Australian artist (born 1958)

Rosslynd Piggott (born 1958) is a contemporary Australian installation artist and painter. Piggott's foundations for art making are in painting but have evolved to include drawing, photography, textiles, video, installation and sculpture throughout her career. Piggott's art includes symbolist and surrealist themes where "she explores a dream-like state, where the process is open-ended – part of a continuum – and the notion of the uncanny is a constant companion."

== Early life ==
Rosslynd Piggott was born in Frankston, Victoria, and educated at the University of Melbourne from 1977 to 1980. Piggott completed a year of teaching in Werrimull in regional Victoria in 1981 and in the following year, returned to St.
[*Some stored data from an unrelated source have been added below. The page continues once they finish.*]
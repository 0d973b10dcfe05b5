use crate::foundation::abort::AbortHandle;
use crate::foundation::core::RectI;
use crate::geometry::mip::TextureRect;
use crate::render::buffer::{PixelFormat, TileBuffer};
use crate::render::pixel::{PhaseStrategy, PixelParams, convert_row_f32, convert_row_u8};
use crate::render::source::SourceImage;
use rayon::prelude::*;
use std::ops::Range;

/// Split `rows` into contiguous, non-overlapping bands of `ceil(len / workers)` rows.
///
/// The last band is clamped to `rows.end`. Their union is exactly `rows`.
pub fn row_bands(rows: Range<usize>, workers: usize) -> Vec<Range<usize>> {
    let total = rows.end.saturating_sub(rows.start);
    if total == 0 {
        return Vec::new();
    }
    let per_band = total.div_ceil(workers.max(1));
    let mut out = Vec::with_capacity(total.div_ceil(per_band));
    let mut k = rows.start;
    while k < rows.end {
        let top = (k + per_band).min(rows.end);
        out.push(k..top);
        k = top;
    }
    out
}

/// Everything shared read-only by all bands of one tile conversion.
pub struct ConvertJob<'a> {
    pub source: &'a SourceImage,
    pub texture: TextureRect,
    /// Source-resolution region to fill, inside `texture`.
    pub region: RectI,
    pub params: PixelParams,
    pub phase: &'a dyn PhaseStrategy,
    pub abort: &'a AbortHandle,
}

impl ConvertJob<'_> {
    /// Destination rows covered by `region`.
    fn dst_rows(&self) -> Range<usize> {
        let t = &self.texture;
        let start = t.dst_index_at_or_after(t.y1, self.region.y1);
        let end = t
            .dst_index_at_or_after(t.y1, self.region.y2)
            .min(t.height as usize);
        start..end.max(start)
    }

    /// Destination columns covered by `region`.
    fn dst_cols(&self) -> Range<usize> {
        let t = &self.texture;
        let start = t.dst_index_at_or_after(t.x1, self.region.x1);
        let end = t
            .dst_index_at_or_after(t.x1, self.region.x2)
            .min(t.width as usize);
        start..end.max(start)
    }
}

/// Fill `buffer` from `job.source`.
///
/// With `pool == None` the whole range is converted inline on the calling thread. Otherwise it is
/// split with [`row_bands`] over the pool's worker count and joined before returning. Each band
/// owns a disjoint `&mut` slice of the destination rows.
pub fn convert_tile(job: &ConvertJob<'_>, buffer: &mut TileBuffer, pool: Option<&rayon::ThreadPool>) {
    let rows = job.dst_rows();
    let stride = buffer.row_stride();
    let format = buffer.format();
    if rows.is_empty() || stride == 0 {
        return;
    }
    let bytes = &mut buffer.bytes_mut()[rows.start * stride..rows.end * stride];

    let Some(pool) = pool else {
        convert_band(job, format, stride, rows, bytes);
        return;
    };

    let bands = row_bands(rows, pool.current_num_threads());
    let mut slices = Vec::with_capacity(bands.len());
    let mut rest = bytes;
    for band in bands {
        let (head, tail) = std::mem::take(&mut rest).split_at_mut(band.len() * stride);
        slices.push((band, head));
        rest = tail;
    }

    pool.install(|| {
        slices.into_par_iter().for_each(|(band, out)| {
            tracing::trace!(rows = ?band, "convert band");
            convert_band(job, format, stride, band, out);
        });
    });
}

fn convert_band(
    job: &ConvertJob<'_>,
    format: PixelFormat,
    stride: usize,
    band: Range<usize>,
    out: &mut [u8],
) {
    if job.abort.is_aborted() {
        return;
    }
    let t = &job.texture;
    let step = t.mip as usize;
    let cols = job.dst_cols();
    if cols.is_empty() {
        return;
    }
    let bpp = format.bytes_per_pixel();
    let src_x = t.x1 + (cols.start * step) as i32;

    for (row_out, d) in out.chunks_exact_mut(stride).zip(band) {
        let y = t.y1 + (d * step) as i32;
        let Some(src) = job.source.row_span(y, src_x, job.region.x2) else {
            continue;
        };
        let dst = &mut row_out[cols.start * bpp..cols.end * bpp];
        match format {
            PixelFormat::RgbaF32 => convert_row_f32(src, step, dst, &job.params),
            PixelFormat::Bgra8 => {
                let start = job.phase.start_column(y, cols.len());
                convert_row_u8(src, step, dst, &job.params, start);
            }
        }
    }
}

#[cfg(test)]
#[path = "../../tests/unit/render/convert.rs"]
mod tests;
Kilda to begin her career as an artist.

== Career ==
Piggott has exhibited in over 60 important solo exhibitions and numerous curated events both nationally and internationally, including a retrospective titled Rosslynd Piggott: Suspended Breath at the National Gallery of Victoria, Melbourne (1998), the Kitamoto Cultural Centre, Saitama, Japan (1997), the Mori Gallery, Sydney (1997), ARCO O2 in Madrid, the 1999 Liverpool Biennial, and most recently at the National Gallery of Victoria again in 2019 for her second retrospective exhibition titled I Sense You But I Cannot See You, which included many of Piggott's artworks retrieved from the NGV collection.

She received the St. Kilda Council acquisitive price in 1986, the Sara Weis Nude award in 1992 and grants from Visual Arts/Craft Board of Australia Council in 1990 and 1997.

Piggott is represented by Sutton Gallery, Melbourne and Milani Gallery, Brisbane in Australia, and Gallery 360 Degrees, Tokyo in Japan.